CHEF / MICHELIN 2019
________
Il y a quelques années, personne ou presque n’aurait parié un kopeck sur lui. En 1992, Laurent Petit s’installe au Clos des Sens pour y faire une cuisine qui n’a rien à voir avec celle d’aujourd’hui. En cuisine, il démarre seul ou presque. Un jeune cuisinier le rejoint rapidement, Alain Perrillat-Mercerot, aujourd’hui chef étoilé chez Atmosphères (Bourget-du-Lac) qui se transforme en touche-à-tout. Un pâtissier débarque aussi, mais il ne fait que quelques heures et puis s’en va. C’est le début de l’aventure chaotique à Annecy qui le conduira jusqu’à la consécration de la troisième étoile. Laurent Petit revient de loin.
La cuisine, pour le jeune chef né dans un petit village de 720 habitants en Haute-Marne, était tout sauf une évidence. Il faut remonter loin pour comprendre la personnalité du bonhomme, car tout se joue ou presque… à l’école. Jusqu’en classe de CM2, tout roule pour le jeune homme. Il est bon élève, ses parents tiennent la boucherie-charcuterie du village et tout le monde connaît tout le monde dans un cocon protecteur. Changement de décor complet au collège où il se prend une claque en comprenant que l’autorité, ce n’est pas fait pour lui. Laurent Petit redouble sa sixième, il manque de peu de faire de même en cinquième.
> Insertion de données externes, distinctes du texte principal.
//! Structural validation schemas.
//!
//! A small declarative schema language over [`serde_json::Value`]:
//! integers with bounds, strings, enums, nested objects (strict or
//! passthrough), arrays with a minimum length, plus per-field presence
//! rules (required, optional, defaulted).
//!
//! Validation never panics and never stops at the first problem: every
//! offending path contributes one [`Violation`] and the whole list is
//! returned as the error side of an [`Outcome`]. On success the value is
//! returned normalized (defaults applied, integral floats turned into
//! integers, fields in schema order).
//!
//! ```
//! use quarry_core::schema::{ObjectSchema, Schema};
//! use serde_json::json;
//!
//! let schema = ObjectSchema::strict()
//!     .with_default("limit", Schema::integer(1, 100), json!(10));
//!
//! assert_eq!(schema.validate(&json!({})).unwrap(), json!({"limit": 10}));
//! assert!(schema.validate(&json!({"limit": 0})).is_err());
//! ```

mod violation;

pub use violation::{FieldPath, Outcome, PathSegment, Violation, ViolationCode, ViolationList};

use indexmap::IndexMap;
use serde_json::{Map, Value};

use crate::error::{ConfigError, ConfigResult};

// =============================================================================
// Schema Nodes
// =============================================================================

/// Shape expected at one position of the input.
#[derive(Debug, Clone, PartialEq)]
pub enum Schema {
    /// Any JSON value, passed through untouched.
    Any,
    Boolean,
    /// Any JSON number.
    Number,
    /// Integral number with optional inclusive bounds.
    Integer { min: Option<i64>, max: Option<i64> },
    String,
    /// One of a fixed set of strings.
    Enum(Vec<String>),
    Object(ObjectSchema),
    Array { items: Box<Schema>, min_items: usize },
}

impl Schema {
    /// Integer within `min..=max`.
    pub fn integer(min: i64, max: i64) -> Self {
        Schema::Integer {
            min: Some(min),
            max: Some(max),
        }
    }

    /// Integer greater than or equal to `min`.
    pub fn integer_min(min: i64) -> Self {
        Schema::Integer {
            min: Some(min),
            max: None,
        }
    }

    pub fn enumeration<I, S>(values: I) -> Self
    where
        I: IntoIterator<Item = S>,
        S: Into<String>,
    {
        Schema::Enum(values.into_iter().map(Into::into).collect())
    }

    pub fn array(items: Schema) -> Self {
        Schema::Array {
            items: Box::new(items),
            min_items: 0,
        }
    }

    pub fn non_empty_array(items: Schema) -> Self {
        Schema::Array {
            items: Box::new(items),
            min_items: 1,
        }
    }

    /// Validate `value` found at `path`, collecting violations.
    ///
    /// Returns the normalized value, or `None` when at least one violation
    /// was recorded for this subtree.
    pub fn check(&self, value: &Value, path: &FieldPath, violations: &mut ViolationList) -> Option<Value> {
        match self {
            Schema::Any => Some(value.clone()),
            Schema::Boolean => match value {
                Value::Bool(_) => Some(value.clone()),
                other => invalid_type(path, "boolean", other, violations),
            },
            Schema::Number => match value {
                Value::Number(_) => Some(value.clone()),
                other => invalid_type(path, "number", other, violations),
            },
            Schema::Integer { min, max } => check_integer(value, *min, *max, path, violations),
            Schema::String => match value {
                Value::String(_) => Some(value.clone()),
                other => invalid_type(path, "string", other, violations),
            },
            Schema::Enum(options) => check_enum(value, options, path, violations),
            Schema::Object(object) => object.check(value, path, violations),
            Schema::Array { items, min_items } => {
                let Value::Array(elements) = value else {
                    return invalid_type(path, "array", value, violations);
                };

                let before = violations.len();
                if elements.len() < *min_items {
                    violations.push(Violation::new(
                        path.clone(),
                        ViolationCode::TooSmall,
                        format!("Array must contain at least {} element(s)", min_items),
                    ));
                }

                let checked: Vec<Option<Value>> = elements
                    .iter()
                    .enumerate()
                    .map(|(i, element)| items.check(element, &path.index(i), violations))
                    .collect();

                if violations.len() > before {
                    return None;
                }
                checked.into_iter().collect::<Option<Vec<_>>>().map(Value::Array)
            }
        }
    }

    /// Validate a whole input value against this schema.
    pub fn validate(&self, value: &Value) -> Outcome<Value> {
        let mut violations = ViolationList::new();
        match self.check(value, &FieldPath::root(), &mut violations) {
            Some(normalized) if violations.is_empty() => Ok(normalized),
            _ => Err(violations),
        }
    }
}

impl From<ObjectSchema> for Schema {
    fn from(object: ObjectSchema) -> Self {
        Schema::Object(object)
    }
}

// =============================================================================
// Object Schemas
// =============================================================================

/// What happens to keys an [`ObjectSchema`] does not declare.
#[derive(Debug, Clone, Copy, PartialEq, Eq)]
pub enum UnknownKeys {
    /// One violation per undeclared key.
    Reject,
    /// Undeclared keys are kept as-is after the declared ones.
    Passthrough,
}

/// Whether a field may be absent, and what it becomes when it is.
#[derive(Debug, Clone, PartialEq)]
pub enum Presence {
    Required,
    Optional,
    /// Absent fields take this value, which is itself validated.
    Default(Value),
}

#[derive(Debug, Clone, PartialEq)]
pub struct FieldSpec {
    pub schema: Schema,
    pub presence: Presence,
}

/// Keyed structure with declared fields in a stable order.
#[derive(Debug, Clone, PartialEq)]
pub struct ObjectSchema {
    fields: IndexMap<String, FieldSpec>,
    unknown_keys: UnknownKeys,
}

impl ObjectSchema {
    /// Object rejecting undeclared keys.
    pub fn strict() -> Self {
        Self {
            fields: IndexMap::new(),
            unknown_keys: UnknownKeys::Reject,
        }
    }

    /// Object keeping undeclared keys.
    pub fn passthrough() -> Self {
        Self {
            fields: IndexMap::new(),
            unknown_keys: UnknownKeys::Passthrough,
        }
    }

    pub fn field(mut self, name: impl Into<String>, spec: FieldSpec) -> Self {
        self.fields.insert(name.into(), spec);
        self
    }

    pub fn required(self, name: impl Into<String>, schema: impl Into<Schema>) -> Self {
        self.field(
            name,
            FieldSpec {
                schema: schema.into(),
                presence: Presence::Required,
            },
        )
    }

    pub fn optional(self, name: impl Into<String>, schema: impl Into<Schema>) -> Self {
        self.field(
            name,
            FieldSpec {
                schema: schema.into(),
                presence: Presence::Optional,
            },
        )
    }

    pub fn with_default(self, name: impl Into<String>, schema: impl Into<Schema>, default: Value) -> Self {
        self.field(
            name,
            FieldSpec {
                schema: schema.into(),
                presence: Presence::Default(default),
            },
        )
    }

    pub fn unknown_keys(&self) -> UnknownKeys {
        self.unknown_keys
    }

    pub fn fields(&self) -> impl Iterator<Item = (&str, &FieldSpec)> {
        self.fields.iter().map(|(name, spec)| (name.as_str(), spec))
    }

    pub fn get(&self, name: &str) -> Option<&FieldSpec> {
        self.fields.get(name)
    }

    pub fn contains(&self, name: &str) -> bool {
        self.fields.contains_key(name)
    }

    /// Shallow key union. The receiver's unknown-key policy is kept.
    ///
    /// Fails on the first key declared by both sides.
    pub fn merge(mut self, other: ObjectSchema) -> ConfigResult<Self> {
        for (name, spec) in other.fields {
            if self.fields.contains_key(&name) {
                return Err(ConfigError::DuplicateQueryField(name));
            }
            self.fields.insert(name, spec);
        }
        Ok(self)
    }

    pub fn check(&self, value: &Value, path: &FieldPath, violations: &mut ViolationList) -> Option<Value> {
        let Value::Object(input) = value else {
            return invalid_type(path, "object", value, violations);
        };

        let before = violations.len();
        let mut output = Map::with_capacity(input.len().max(self.fields.len()));

        for (name, spec) in &self.fields {
            let field_path = path.key(name.as_str());
            match (input.get(name), &spec.presence) {
                (Some(raw), _) => {
                    if let Some(checked) = spec.schema.check(raw, &field_path, violations) {
                        output.insert(name.clone(), checked);
                    }
                }
                (None, Presence::Required) => {
                    violations.push(Violation::new(field_path, ViolationCode::Required, "Required"));
                }
                (None, Presence::Optional) => {}
                (None, Presence::Default(default)) => {
                    if let Some(checked) = spec.schema.check(default, &field_path, violations) {
                        output.insert(name.clone(), checked);
                    }
                }
            }
        }

        for (key, raw) in input {
            if self.fields.contains_key(key) {
                continue;
            }
            match self.unknown_keys {
                UnknownKeys::Reject => violations.push(Violation::new(
                    path.key(key.as_str()),
                    ViolationCode::UnrecognizedKey,
                    format!("Unrecognized key '{}'", key),
                )),
                UnknownKeys::Passthrough => {
                    output.insert(key.clone(), raw.clone());
                }
            }
        }

        if violations.len() > before {
            None
        } else {
            Some(Value::Object(output))
        }
    }

    pub fn validate(&self, value: &Value) -> Outcome<Value> {
        let mut violations = ViolationList::new();
        match self.check(value, &FieldPath::root(), &mut violations) {
            Some(normalized) if violations.is_empty() => Ok(normalized),
            _ => Err(violations),
        }
    }
}

// -----------------------------------------------------------------------------
// Helpers
// -----------------------------------------------------------------------------

fn type_name(value: &Value) -> &'static str {
    match value {
        Value::Null => "null",
        Value::Bool(_) => "boolean",
        Value::Number(n) if n.is_f64() => "float",
        Value::Number(_) => "integer",
        Value::String(_) => "string",
        Value::Array(_) => "array",
        Value::Object(_) => "object",
    }
}

fn invalid_type(path: &FieldPath, expected: &str, received: &Value, violations: &mut ViolationList) -> Option<Value> {
    violations.push(Violation::new(
        path.clone(),
        ViolationCode::InvalidType,
        format!("Expected {}, received {}", expected, type_name(received)),
    ));
    None
}

fn check_integer(
    value: &Value,
    min: Option<i64>,
    max: Option<i64>,
    path: &FieldPath,
    violations: &mut ViolationList,
) -> Option<Value> {
    let Value::Number(number) = value else {
        return invalid_type(path, "integer", value, violations);
    };

    // i128 covers both the i64 and u64 ranges of a JSON integer.
    let parsed = if let Some(i) = number.as_i64() {
        Some(i128::from(i))
    } else if let Some(u) = number.as_u64() {
        Some(i128::from(u))
    } else {
        number
            .as_f64()
            .filter(|f| f.is_finite() && f.fract() == 0.0 && f.abs() < i64::MAX as f64)
            .map(|f| f as i128)
    };

    let Some(parsed) = parsed else {
        return invalid_type(path, "integer", value, violations);
    };

    if let Some(min) = min.filter(|min| parsed < i128::from(*min)) {
        violations.push(Violation::new(
            path.clone(),
            ViolationCode::TooSmall,
            format!("Number must be greater than or equal to {}", min),
        ));
        return None;
    }
    if let Some(max) = max.filter(|max| parsed > i128::from(*max)) {
        violations.push(Violation::new(
            path.clone(),
            ViolationCode::TooBig,
            format!("Number must be less than or equal to {}", max),
        ));
        return None;
    }

    match i64::try_from(parsed) {
        Ok(i) => Some(Value::from(i)),
        Err(_) => u64::try_from(parsed).ok().map(Value::from),
    }
}

fn check_enum(value: &Value, options: &[String], path: &FieldPath, violations: &mut ViolationList) -> Option<Value> {
    let expected = || {
        options
            .iter()
            .map(|o| format!("'{}'", o))
            .collect::<Vec<_>>()
            .join(" | ")
    };

    match value {
        Value::String(s) if options.iter().any(|o| o == s) => Some(value.clone()),
        Value::String(s) => {
            violations.push(Violation::new(
                path.clone(),
                ViolationCode::InvalidEnumValue,
                format!("Invalid enum value. Expected {}, received '{}'", expected(), s),
            ));
            None
        }
        other => {
            violations.push(Violation::new(
                path.clone(),
                ViolationCode::InvalidType,
                format!("Expected {}, received {}", expected(), type_name(other)),
            ));
            None
        }
    }
}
La cuisine se pose naturellement comme un refuge. Il entre dans le métier par défaut, histoire de… A 20 ans, il entre en école hôtelière, part en stage faire des omelettes et des salades dans un restaurant parisien tenu par Philippe Faure-Brac et Nicolas de Rabaudy. C’est ce dernier, également journaliste de métier, qui l’envoie chez un certain Michel Guérard. Pour Laurent Petit, c’est la révélation : le métier purement alimentaire se mue en passion. Passion qu’il conserve encore aujourd’hui et qui porte ses fruits avec cette récompense ultime.
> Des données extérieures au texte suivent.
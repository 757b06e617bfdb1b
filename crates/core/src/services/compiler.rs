//! Query compiler.
//!
//! Turns a [`QueryConfig`] into one merged [`ObjectSchema`] and a typed
//! extraction step producing [`Query`] values. Three factories build the
//! sub-schemas:
//!
//! - [`sortable_field_schema`] - one `{field, direction}` sort key
//! - [`pagination_schema`] - `limit` plus `offset` or `after`/`before`
//! - [`sorting_schema`] - `sortBy` as a single key or a non-empty list
//!
//! [`query_schema`] merges them under the `filters` base.

use serde_json::{Map, Value, json};
use tracing::{debug, trace};

use crate::error::ConfigResult;
use crate::models::{PageRequest, Pagination, Query, SortBy, SortDirection, Sorting};
use crate::schema::{FieldPath, ObjectSchema, Outcome, Schema, Violation, ViolationCode, ViolationList};
use crate::services::QueryConfig;

pub const FILTERS_KEY: &str = "filters";
pub const LIMIT_KEY: &str = "limit";
pub const OFFSET_KEY: &str = "offset";
pub const AFTER_KEY: &str = "after";
pub const BEFORE_KEY: &str = "before";
pub const SORT_BY_KEY: &str = "sortBy";

// =============================================================================
// Sub-schema Factories
// =============================================================================

/// Schema of one sort key: both fields required, no other keys.
pub fn sortable_field_schema(sortable_fields: &[String]) -> ObjectSchema {
    ObjectSchema::strict()
        .required("field", Schema::enumeration(sortable_fields.iter().cloned()))
        .required(
            "direction",
            Schema::enumeration(SortDirection::ALL.iter().map(SortDirection::as_str)),
        )
}

/// Pagination fields for the configured mode.
pub fn pagination_schema(pagination: &Pagination) -> ObjectSchema {
    let limits = pagination.limits();
    let base = ObjectSchema::strict().with_default(
        LIMIT_KEY,
        Schema::integer(1, i64::from(limits.max_limit)),
        json!(limits.default_limit),
    );

    match pagination {
        Pagination::ByCursor(_) => base
            .optional(AFTER_KEY, Schema::String)
            .optional(BEFORE_KEY, Schema::String),
        Pagination::ByOffset(_) => base.with_default(OFFSET_KEY, Schema::integer_min(0), json!(0)),
    }
}

/// `sortBy` field for the configured mode, defaulting to the configured sorting.
pub fn sorting_schema(sorting: &Sorting) -> ObjectSchema {
    let item = sortable_field_schema(sorting.sortable_fields());

    let (schema, default) = match sorting {
        Sorting::Single { default_sorting, .. } => (Schema::Object(item), json!(default_sorting)),
        Sorting::Multi { default_sorting, .. } => (Schema::non_empty_array(item.into()), json!(default_sorting)),
    };

    ObjectSchema::strict().with_default(SORT_BY_KEY, schema, default)
}

/// Merge filters, pagination and sorting into the full query schema.
///
/// Without a filters schema, `filters` accepts any object and defaults to `{}`.
pub fn query_schema(config: &QueryConfig) -> ConfigResult<ObjectSchema> {
    let filters = config
        .filters_schema
        .clone()
        .unwrap_or_else(ObjectSchema::passthrough);

    let mut schema = ObjectSchema::strict().with_default(FILTERS_KEY, filters, json!({}));

    if let Some(pagination) = &config.pagination {
        schema = schema.merge(pagination_schema(pagination))?;
    }
    if let Some(sorting) = &config.sorting {
        schema = schema.merge(sorting_schema(sorting))?;
    }

    Ok(schema)
}

// =============================================================================
// Compiled Query
// =============================================================================

/// Merged schema plus the modes needed to build typed [`Query`] values.
#[derive(Debug, Clone)]
pub struct CompiledQuery {
    schema: ObjectSchema,
    pagination: Option<Pagination>,
    sorting: Option<Sorting>,
}

impl CompiledQuery {
    pub fn new(config: &QueryConfig) -> ConfigResult<Self> {
        let schema = query_schema(config)?;

        debug!(
            fields = ?schema.fields().map(|(name, _)| name).collect::<Vec<_>>(),
            cursor = config.pagination.as_ref().is_some_and(Pagination::is_cursor),
            multi_sorting = config.sorting.as_ref().is_some_and(Sorting::is_multi),
            "Compiled query schema"
        );

        Ok(Self {
            schema,
            pagination: config.pagination,
            sorting: config.sorting.clone(),
        })
    }

    pub fn schema(&self) -> &ObjectSchema {
        &self.schema
    }

    /// Structural validation only. Filters validators are applied by the descriptor.
    pub fn validate(&self, input: &Value) -> Outcome<Query> {
        let normalized = self.schema.validate(input).inspect_err(|violations| {
            trace!(violations = violations.len(), "Query rejected");
        })?;

        let Value::Object(map) = normalized else {
            return Err(Violation::new(FieldPath::root(), ViolationCode::InvalidType, "Expected object").into());
        };
        self.extract(map)
    }

    fn extract(&self, mut map: Map<String, Value>) -> Outcome<Query> {
        let mut violations = ViolationList::new();

        let filters = match map.remove(FILTERS_KEY) {
            Some(Value::Object(filters)) => filters,
            _ => Map::new(),
        };

        let limit = || {
            map.get(LIMIT_KEY)
                .and_then(Value::as_u64)
                .and_then(|limit| u32::try_from(limit).ok())
        };
        let string = |key: &str| map.get(key).and_then(Value::as_str).map(str::to_string);

        let page = self.pagination.map(|pagination| match pagination {
            Pagination::ByOffset(limits) => PageRequest::Offset {
                limit: limit().unwrap_or(limits.default_limit),
                offset: map.get(OFFSET_KEY).and_then(Value::as_u64).unwrap_or(0),
            },
            Pagination::ByCursor(limits) => PageRequest::Cursor {
                limit: limit().unwrap_or(limits.default_limit),
                after: string(AFTER_KEY),
                before: string(BEFORE_KEY),
            },
        });

        let sort_by = match (&self.sorting, map.get(SORT_BY_KEY)) {
            (Some(sorting), Some(raw)) => {
                let parsed = if sorting.is_multi() {
                    serde_json::from_value(raw.clone()).map(SortBy::Multi)
                } else {
                    serde_json::from_value(raw.clone()).map(SortBy::Single)
                };
                match parsed {
                    Ok(sort_by) => Some(sort_by),
                    Err(e) => {
                        violations.push(Violation::new(
                            FieldPath::root().key(SORT_BY_KEY),
                            ViolationCode::InvalidType,
                            e.to_string(),
                        ));
                        None
                    }
                }
            }
            _ => None,
        };

        violations.into_outcome(Query { filters, page, sort_by })
    }
}

#[cfg(test)]
mod tests {
    use super::*;
    use crate::models::{PaginationLimits, SortField};

    fn fields(names: &[&str]) -> Vec<String> {
        names.iter().map(|n| n.to_string()).collect()
    }

    fn config(pagination: Option<Pagination>, sorting: Option<Sorting>) -> QueryConfig {
        QueryConfig {
            pagination,
            sorting,
            filters_schema: None,
        }
    }

    #[test]
    fn test_pagination_schema_fields() {
        let cursor = pagination_schema(&Pagination::ByCursor(PaginationLimits::default()));
        assert_eq!(cursor.fields().map(|(n, _)| n).collect::<Vec<_>>(), ["limit", "after", "before"]);

        let offset = pagination_schema(&Pagination::ByOffset(PaginationLimits::default()));
        assert_eq!(offset.fields().map(|(n, _)| n).collect::<Vec<_>>(), ["limit", "offset"]);
    }

    #[test]
    fn test_sortable_field_rejects_extra_keys() {
        let schema = sortable_field_schema(&fields(&["id"]));
        let err = schema
            .validate(&json!({"field": "id", "direction": "ASC", "nulls": "first"}))
            .unwrap_err();
        assert_eq!(err.for_path("nulls").len(), 1);
    }

    #[test]
    fn test_query_schema_rejects_unknown_top_level_key() {
        let compiled = CompiledQuery::new(&config(None, None)).unwrap();
        let err = compiled.validate(&json!({"limit": 10})).unwrap_err();
        assert_eq!(err.for_path("limit")[0].code, ViolationCode::UnrecognizedKey);
    }

    #[test]
    fn test_filters_default_and_passthrough() {
        let compiled = CompiledQuery::new(&config(None, None)).unwrap();
        let query = compiled.validate(&json!({})).unwrap();
        assert!(query.filters.is_empty());
        assert!(query.page.is_none() && query.sort_by.is_none());

        let query = compiled.validate(&json!({"filters": {"author": "Herbert"}})).unwrap();
        assert_eq!(query.filters.get("author"), Some(&json!("Herbert")));

        let err = compiled.validate(&json!({"filters": "nope"})).unwrap_err();
        assert_eq!(err.for_path("filters").len(), 1);
    }

    #[test]
    fn test_custom_filters_schema() {
        let mut cfg = config(None, None);
        cfg.filters_schema = Some(ObjectSchema::strict().optional("year", Schema::integer_min(0)));
        let compiled = CompiledQuery::new(&cfg).unwrap();

        let query = compiled.validate(&json!({"filters": {"year": 1965}})).unwrap();
        assert_eq!(query.filters.get("year"), Some(&json!(1965)));

        let err = compiled.validate(&json!({"filters": {"genre": "sf"}})).unwrap_err();
        assert_eq!(err.for_path("filters.genre").len(), 1);
    }

    #[test]
    fn test_extracts_typed_sorting() {
        let sorting = Sorting::Multi {
            sortable_fields: fields(&["title", "year"]),
            default_sorting: vec![SortField::asc("title")],
        };
        let compiled = CompiledQuery::new(&config(None, Some(sorting))).unwrap();

        let query = compiled
            .validate(&json!({"sortBy": [{"field": "year", "direction": "DESC"}, {"field": "title", "direction": "ASC"}]}))
            .unwrap();
        assert_eq!(
            query.sort_by,
            Some(SortBy::Multi(vec![SortField::desc("year"), SortField::asc("title")]))
        );
    }
}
Veyrat, Petit, changement de leadership
Ils se détestent. Pendant longtemps, Marc Veyrat a tout fait pour mettre des bâtons dans les roues de Laurent Petit. Et l’homme au chapeau noir avait une crainte : que ce soit lui qui gagne les trois étoiles, et pas un de ces « petits » du lac, Yoann Conte ou Jean Sulpice. Savoir que « Petit » puisse gagner le rendait presque malade… Et là, le pire du pire lui tombe sur la tête : l’année où le chef du Clos des Sens prend la troisième, lui la perd. Gagnée l’an dernier, Marc Veyrat n’en aura même pas profité une année. De fait, ce changement de leadership ne va pas se faire sans douleurs. D’après nos informations, Marc Veyrat pourrait rapidement chercher à vendre son fonds de commerce pour viser moins haut et se reposer. Un repos mérité.
Quand il ouvre à Annecy, Laurent Petit a déjà trainé sa bosse ailleurs, du côté de Briançon. Pourquoi dans ce village des Hautes-Alpes ? Un hasard comme il dit ; il aurait pu partir à Marseille ou à Lille…. Briançon sera le bon choix, il y rencontre sa future femme, Martine, elle-même restauratrice à Serre-Chevallier. En moins d’un an, sa table se fait remarquer par le Gault&Millau, avec une jolie note de 14/20. Pour le tout nouveau couple, c’est l’heure de changer de région. Or Martine est originaire d’Annecy. Bingo ! A 28 ans, c’est l’heure d’acheter un établissement pour Martine et Laurent. Ça tombe bien, c’est la crise et la guerre du Golfe bat son plein. Au tribunal, un restaurant est à vendre. Laurent Petit se retrouve face à cinq juges, que des femmes. Il est seul à enchérir. Il propose 700 000 francs. La réponse d’une juge est cinglante : « Il serait indécent pour Annecy d’accepter une telle offre ». Au bluff, le chef revient et propose 800 000 francs. Le Clos des Sens est à lui. L’histoire lui appartient.